Em tom de arremate, é possível destacar que a incolumidade do meio ambiente não pode ser comprometida por interesses empresarias nem manter dependência de motivações de âmago essencialmente econômico, notadamente quando estiver presente a atividade econômica, considerada as ordenanças constitucionais que a norteiam, estando, dentre outros corolários, subordinadas ao preceito que privilegia a defesa do meio ambiente, que traduz conceito amplo e abrangente das noções de meio ambiente natural, de meio ambiente cultural, de meio ambiente artificial (espaço urbano) e de meio ambiente laboral. O corolário do desenvolvimento sustentável, além de estar impregnando de aspecto essencialmente constitucional, encontra guarida legitimadora em compromissos e tratados internacionais assumidos pelo Estado Brasileiro, os quais representam fator de obtenção do justo equilíbrio entre os reclamos da economia e os da ecologia, porém, a invocação desse preceito, quando materializada situação de conflito entre valores constitucionais e proeminentes, a uma condição inafastável, cuja observância não reste comprometida nem esvaziada do aspecto essencial de um dos mais relevantes direitos fundamentais, qual seja: o direito à preservação do meio ambiente, que traduz bem de uso comum da generalidade das pessoas, a ser resguardado em favor das presentes e futuras gerações.
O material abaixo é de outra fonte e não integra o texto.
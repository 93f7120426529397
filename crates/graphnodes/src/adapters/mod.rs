//! Built-in transports for connector and destination nodes

mod http;
mod memory;
mod static_source;

pub use http::HttpDataSource;
pub use memory::MemoryDestination;
pub use static_source::StaticDataSource;
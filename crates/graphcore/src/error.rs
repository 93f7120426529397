use crate::NodeId;
use thiserror::Error;

#[derive(Error, Debug)]
pub enum FlowError {
    #[error("Graph error: {0}")]
    Graph(#[from] GraphError),

    #[error("Registry error: {0}")]
    Registry(#[from] RegistryError),

    #[error("Missing required inputs: {}", .missing.join(", "))]
    MissingRequiredInputs { missing: Vec<String> },

    #[error("Invalid configuration for node '{node_id}': {}", .errors.join("; "))]
    InvalidNodeConfig { node_id: NodeId, errors: Vec<String> },

    #[error("Node '{node_id}' failed: {source}")]
    Node {
        node_id: NodeId,
        #[source]
        source: NodeError,
    },

    #[error("IO error: {0}")]
    Io(#[from] std::io::Error),

    #[error("Serialization error: {0}")]
    Serialization(#[from] serde_json::Error),
}

/// Structural problems detected before any node runs.
#[derive(Error, Debug, Clone, PartialEq)]
pub enum GraphError {
    #[error("Duplicate node id: {0}")]
    DuplicateNodeId(NodeId),

    #[error("Edge '{edge_id}' references unknown {side} node '{node_id}'")]
    DanglingEdge {
        edge_id: String,
        node_id: NodeId,
        side: &'static str,
    },

    #[error("Duplicate edge {source_node}.{source_handle} -> {target_node}.{target_handle}")]
    DuplicateEdge {
        source_node: NodeId,
        source_handle: String,
        target_node: NodeId,
        target_handle: String,
    },

    #[error("Unknown node type '{node_type}' on node '{node_id}'")]
    UnknownNodeType { node_id: NodeId, node_type: String },

    #[error("Cyclic dependency detected")]
    CyclicDependency,

    #[error("Node not found: {0}")]
    NodeNotFound(NodeId),
}

#[derive(Error, Debug, Clone, PartialEq)]
pub enum RegistryError {
    #[error("No definition for node type '{0}'")]
    DefinitionNotFound(String),

    #[error("Cannot resolve {kind} '{reference}' for node type '{node_type}': {reason}")]
    FunctionResolution {
        node_type: String,
        kind: &'static str,
        reference: String,
        reason: String,
    },
}

#[derive(Error, Debug, Clone)]
pub enum NodeError {
    #[error("Missing required input: {0}")]
    MissingInput(String),

    #[error("Invalid input type for '{field}': expected {expected}, got {actual}")]
    InvalidInputType {
        field: String,
        expected: String,
        actual: String,
    },

    #[error("Configuration error: {0}")]
    Configuration(String),

    #[error("Execution failed: {0}")]
    ExecutionFailed(String),

    #[error(transparent)]
    Resolution(#[from] RegistryError),

    #[error(transparent)]
    Adapter(#[from] AdapterError),
}

impl NodeError {
    pub fn invalid_type(field: &str, expected: &str, actual: &crate::Value) -> Self {
        NodeError::InvalidInputType {
            field: field.to_string(),
            expected: expected.to_string(),
            actual: actual.type_name().to_string(),
        }
    }
}

/// Raised by data sources and output destinations.
#[derive(Error, Debug, Clone)]
pub enum AdapterError {
    #[error("No data source registered for '{0}'")]
    SourceNotFound(String),

    #[error("No output destination registered for '{0}'")]
    DestinationNotFound(String),

    #[error("Invalid adapter configuration: {}", .0.join("; "))]
    InvalidConfig(Vec<String>),

    #[error("{adapter} fetch failed: {message}")]
    Fetch { adapter: String, message: String },

    #[error("{adapter} send failed: {message}")]
    Send { adapter: String, message: String },
}
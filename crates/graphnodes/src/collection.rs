use crate::compare::{field, Operator};
use async_trait::async_trait;
use graphcore::{
    Category, DynamicType, HandleSpec, NodeBehavior, NodeConfig, NodeContext, NodeDefinition,
    NodeError, NodeResult, Validation, Value,
};
use graphruntime::NodeModule;

const MODULE: &str = "builtin/collection";

const AGGREGATIONS: &[&str] = &["count", "sum", "avg", "min", "max"];

fn records<'a>(ctx: &'a NodeContext) -> Result<&'a [Value], NodeError> {
    let data = ctx.require_input("data")?;
    data.as_array()
        .map(Vec::as_slice)
        .ok_or_else(|| NodeError::invalid_type("data", "array", data))
}

/// Keeps the records whose `field` satisfies `operator` against `value`
pub struct FilterNode;

#[async_trait]
impl NodeBehavior for FilterNode {
    async fn execute(&self, ctx: NodeContext) -> Result<NodeResult, NodeError> {
        let path = ctx.config_str("field")?;
        let operator = match ctx.config.get("operator") {
            None => Operator::Equals,
            Some(name) => name
                .as_str()
                .and_then(Operator::parse)
                .ok_or_else(|| NodeError::Configuration(format!("Unknown operator: {:?}", name)))?,
        };
        let expected = ctx.get_config_or("value", Value::Null);

        let data = records(&ctx)?;
        let kept: Vec<Value> = data
            .iter()
            .filter(|record| operator.apply(field(record, path), &expected))
            .cloned()
            .collect();

        tracing::debug!("{} kept {} of {} records", ctx.node_id, kept.len(), data.len());
        Ok(Value::Array(kept).into())
    }
}

fn validate_filter(config: &NodeConfig) -> Validation {
    let mut errors = Vec::new();
    if config.get("field").and_then(Value::as_str).is_none() {
        errors.push("'field' must be a string".to_string());
    }
    if let Some(op) = config.get("operator") {
        if op.as_str().and_then(Operator::parse).is_none() {
            errors.push(format!(
                "'operator' must be one of {}",
                Operator::NAMES.join(", ")
            ));
        }
    }
    Validation::from_errors(errors)
}

/// Reduces an array of records to one number
pub struct AggregateNode;

#[async_trait]
impl NodeBehavior for AggregateNode {
    async fn execute(&self, ctx: NodeContext) -> Result<NodeResult, NodeError> {
        let operation = ctx
            .config
            .get("operation")
            .and_then(Value::as_str)
            .unwrap_or("count");
        let data = records(&ctx)?;

        if operation == "count" {
            return Ok(Value::from(data.len()).into());
        }

        let path = ctx.config_str("field")?;
        let numbers: Vec<f64> = data
            .iter()
            .filter_map(|record| field(record, path))
            .filter_map(|value| match value {
                Value::Number(n) => Some(*n),
                Value::String(s) => s.trim().parse().ok(),
                _ => None,
            })
            .collect();

        let result = match operation {
            "sum" => Value::from(numbers.iter().sum::<f64>()),
            "avg" if numbers.is_empty() => Value::Null,
            "avg" => Value::from(numbers.iter().sum::<f64>() / numbers.len() as f64),
            "min" => numbers.iter().copied().reduce(f64::min).map_or(Value::Null, Value::from),
            "max" => numbers.iter().copied().reduce(f64::max).map_or(Value::Null, Value::from),
            other => {
                return Err(NodeError::Configuration(format!(
                    "Unknown aggregation: {}",
                    other
                )))
            }
        };
        Ok(result.into())
    }
}

fn validate_aggregate(config: &NodeConfig) -> Validation {
    let operation = config
        .get("operation")
        .map(|v| v.as_str().unwrap_or_default())
        .unwrap_or("count");

    let mut errors = Vec::new();
    if !AGGREGATIONS.contains(&operation) {
        errors.push(format!("'operation' must be one of {}", AGGREGATIONS.join(", ")));
    } else if operation != "count" && config.get("field").and_then(Value::as_str).is_none() {
        errors.push(format!("'{}' needs a 'field'", operation));
    }
    Validation::from_errors(errors)
}

pub(crate) fn definitions() -> Vec<NodeDefinition> {
    vec![
        NodeDefinition::new("filter", Category::Transform)
            .with_description("Keep records matching a condition")
            .with_method(format!("{MODULE}:filter"))
            .with_validator(format!("{MODULE}:validateFilter"))
            .with_input(HandleSpec::new("data", &["array"]).required())
            .with_output(HandleSpec::dynamic(
                "data",
                DynamicType::InputInference {
                    input: "data".into(),
                },
            )),
        NodeDefinition::new("aggregate", Category::Transform)
            .with_description("Count, sum, average, min or max over records")
            .with_method(format!("{MODULE}:aggregate"))
            .with_validator(format!("{MODULE}:validateAggregate"))
            .with_input(HandleSpec::new("data", &["array"]).required())
            .with_output(HandleSpec::new("result", &["number"])),
    ]
}

pub(crate) fn module() -> NodeModule {
    NodeModule::new(MODULE)
        .method("filter", FilterNode)
        .validator("validateFilter", validate_filter)
        .method("aggregate", AggregateNode)
        .validator("validateAggregate", validate_aggregate)
}
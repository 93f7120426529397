use crate::{
    AdapterRegistry, NodeBehavior, NodeDefinition, NodeValidator, RegistryError, Value,
    VariableStore,
};
use std::collections::BTreeMap;
use std::sync::Arc;

/// Resolves node types to their behaviors; implemented by the runtime's
/// capability registry.
pub trait BehaviorResolver: Send + Sync {
    fn definition(&self, node_type: &str) -> Option<NodeDefinition>;

    fn method(&self, node_type: &str) -> Result<Arc<dyn NodeBehavior>, RegistryError>;

    fn validator(&self, node_type: &str) -> Result<Arc<dyn NodeValidator>, RegistryError>;
}

/// Per-run state handed to every node behavior.
///
/// `variables` is shared by reference: cloning the context, or starting a
/// new run with the same store, does not copy it.
#[derive(Clone, Default)]
pub struct ExecutionContext {
    pub input_values: Arc<BTreeMap<String, Value>>,
    pub variables: VariableStore,
    pub adapters: Arc<AdapterRegistry>,
    resolver: Option<Arc<dyn BehaviorResolver>>,
}

impl ExecutionContext {
    pub fn new() -> Self {
        Self::default()
    }

    pub fn with_inputs(mut self, inputs: BTreeMap<String, Value>) -> Self {
        self.input_values = Arc::new(inputs);
        self
    }

    pub fn with_variables(mut self, variables: VariableStore) -> Self {
        self.variables = variables;
        self
    }

    pub fn with_adapters(mut self, adapters: Arc<AdapterRegistry>) -> Self {
        self.adapters = adapters;
        self
    }

    pub fn with_resolver(mut self, resolver: Arc<dyn BehaviorResolver>) -> Self {
        self.resolver = Some(resolver);
        self
    }

    pub fn input(&self, name: &str) -> Option<&Value> {
        self.input_values.get(name)
    }

    pub fn resolver(&self) -> Option<&Arc<dyn BehaviorResolver>> {
        self.resolver.as_ref()
    }
}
3 A Solidariedade Intergeracional no Direito Ambiental: O Fortalecimento dos Ideários de Fraternidade nos Direitos de Terceira Dimensão

Em sede de comentários introdutórios, ao volver um olhar analítico para o tema colocado em debate, forçoso é reconhecer que o corolário da solidariedade intergeracional apresenta-se como reflexo de direitos de terceira dimensão, denominados direitos de solidariedade ou fraternidade. Com destaque, os direitos, encampados pela denominação supra, encontra como alicerce de sustentação o ideário de fraternidade e tem como exemplos o direito ao meio ambiente equilibrado, à saudável qualidade de vida, ao progresso, à paz, à autodeterminação dos povos, a proteção e defesa do consumidor, além de outros direitos considerados como difusos. “Dotados de altíssimo teor de humanismo e universalidade, os direitos de terceira geração tendem a cristalizar-se no fim do século XX enquanto direitos que não se destinam especificamente à proteção dos interesses de um indivíduo, de um grupo”[15]ou mesmo de um Ente Estatal especificamente.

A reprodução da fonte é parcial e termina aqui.